Warsaw, November 10, 2025
His Beatitude Metropolitan Sawa of Warsaw and All Poland has lodged a formal complaint with Patriarch Bartholomew of Constantinople regarding activities of the schismatic “Orthodox Church of Ukraine” on the canonical territory of the Polish Orthodox Church.
The complaint was revealed in the report from the most recent session of the Synod of Bishops of the OCU. According to the report, the “bishops” heard a report concerning the letter from Constantinople, informing them of the complaint that Met. Sawa had sent to Pat. Bartholomew, who created and exercises oversight over the OCU.
The OCU Synod also heard a report from “Metropolitan” Hilarion of Rivne and Ostroh, head of the OCU Chaplaincy Mission, regarding its activities in Poland. The Synod approved a letter addressed to Met. Sawa and the Polish Synod of Bishops, justifying the OCU’s actions as occurring “in a state of extreme necessity” due to what they characterized as “anticanonical and even anti-Christian treatment by the Polish hierarchy toward the clergy and faithful of the OCU who found themselves in Poland fleeing Russian armed aggression.”
The current situation stems from events beginning on Sunday, July 27, when the aforementioned Hilarion and other OCU “clergy” served in Warsaw. Regular services of the chaplaincy have been held in Poland since then.
The OCU clergy are serving in Warsaw without the blessing of Met. Sawa, who, together with his entire Local Church, does not recognize the OCU or the ordinations of its clerics, as is true of the majority of the Orthodox world.
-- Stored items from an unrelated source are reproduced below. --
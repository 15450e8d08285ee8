//! Operand Forwarding Unit.
//!
//! Routes results that have not yet been committed straight to the stages that need them.
//! Execute's ALU operands and Decode's branch comparator (and JALR base) resolve through
//! the same selection. For each source register the priority is:
//!
//! 1. EX/MEM, when it holds a valid register-writing instruction with a matching `rd != 0`.
//! 2. MEM/WB, under the same conditions, using the writeback-selected value.
//! 3. The register-file value read in Decode.
//!
//! Loads sitting in EX/MEM never need to be forwarded from there: the hazard unit stalls
//! every consumer that could observe one.

use crate::core::pipeline::latches::{ExMemEntry, IdExEntry, MemWbEntry};

/// Where an operand value comes from.
#[derive(Clone, Copy, Debug, Default, PartialEq, Eq)]
pub enum ForwardSource {
    /// The value read from the register file.
    #[default]
    RegFile,
    /// The ALU result held in EX/MEM.
    ExMem,
    /// The writeback value held in MEM/WB.
    MemWb,
}

/// Selector pair for two source operands.
#[derive(Clone, Copy, Debug, Default, PartialEq, Eq)]
pub struct ForwardSelect {
    /// Source chosen for `rs1`.
    pub a: ForwardSource,
    /// Source chosen for `rs2`.
    pub b: ForwardSource,
}

/// Forwarding capability of the selected microarchitecture.
#[derive(Clone, Copy, Debug, Default, PartialEq, Eq)]
pub enum ForwardingUnit {
    /// No bypass paths; every operand comes from the register file.
    Disabled,
    /// EX/MEM and MEM/WB bypass paths into Execute and Decode.
    #[default]
    Enabled,
}

impl ForwardingUnit {
    /// Whether bypass paths exist.
    #[inline(always)]
    pub const fn is_enabled(self) -> bool {
        matches!(self, Self::Enabled)
    }

    /// Chooses the source for register `rs`.
    pub fn select(self, rs: usize, ex_mem: &ExMemEntry, mem_wb: &MemWbEntry) -> ForwardSource {
        if !self.is_enabled() || rs == 0 {
            return ForwardSource::RegFile;
        }
        if ex_mem.slot.is_valid() && ex_mem.ctrl.reg_write && ex_mem.rd == rs {
            ForwardSource::ExMem
        } else if mem_wb.slot.is_valid() && mem_wb.ctrl.reg_write && mem_wb.rd == rs {
            ForwardSource::MemWb
        } else {
            ForwardSource::RegFile
        }
    }

    /// Resolves the value of register `rs`, falling back to `reg_value`.
    pub fn operand(
        self,
        rs: usize,
        reg_value: u32,
        ex_mem: &ExMemEntry,
        mem_wb: &MemWbEntry,
    ) -> u32 {
        match self.select(rs, ex_mem, mem_wb) {
            ForwardSource::RegFile => reg_value,
            ForwardSource::ExMem => ex_mem.alu,
            ForwardSource::MemWb => mem_wb.wb_value(),
        }
    }

    /// Selectors for the Execute stage's two ALU operands.
    pub fn execute_select(
        self,
        id_ex: &IdExEntry,
        ex_mem: &ExMemEntry,
        mem_wb: &MemWbEntry,
    ) -> ForwardSelect {
        ForwardSelect {
            a: self.select(id_ex.rs1, ex_mem, mem_wb),
            b: self.select(id_ex.rs2, ex_mem, mem_wb),
        }
    }
}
OCU leadership has repeatedly complained about the fact that the Polish Church does not recognize its organization, while simultaneously encroaching upon Polish Church territory without a blessing. In January 2022, Alexander Drabinko, a formerly canonical bishop who joined the OCU, served in Poland. The Polish hierarchs also protested this uncanonical action to the Patriarchate of Constantinople at the time.
Despite these previous appeals and repeated calls for a Pan-Orthodox Synod to address the matter of the OCU, Constantinople has not taken action to resolve the issues.
The OCU has violated the canonical territory of several Local Churches, including the Serbian Orthodox Church and the Orthodox Church of the Czech Lands and Slovakia, even though the tomos it received from Constantinople defines its activities as limited to Ukraine.
The Polish Orthodox Church’s aid to Ukrainian refugees
The OCU complains of the Polish Church’s “anti-Christian treatment” of its clergy and people. However, the clergy of the Polish Church cannot concelebrate with or allow OCU “clerics” to serve in their churches, as they are schismatics, outside the Orthodox Church. Likewise, concerning OCU parishioners, they are unable to participate in the Sacramental life of the Polish Church unless they are received canonically into the Church.
However, all are welcome to benefit from the Church’s far-reaching charitable and social initiatives.
The Polish Church has been actively supporting Ukrainian refugees through its ELEOS charitable foundation since the war began in February 2022, including through close collaboration with International Orthodox Christian Charities (IOCC) from the United States.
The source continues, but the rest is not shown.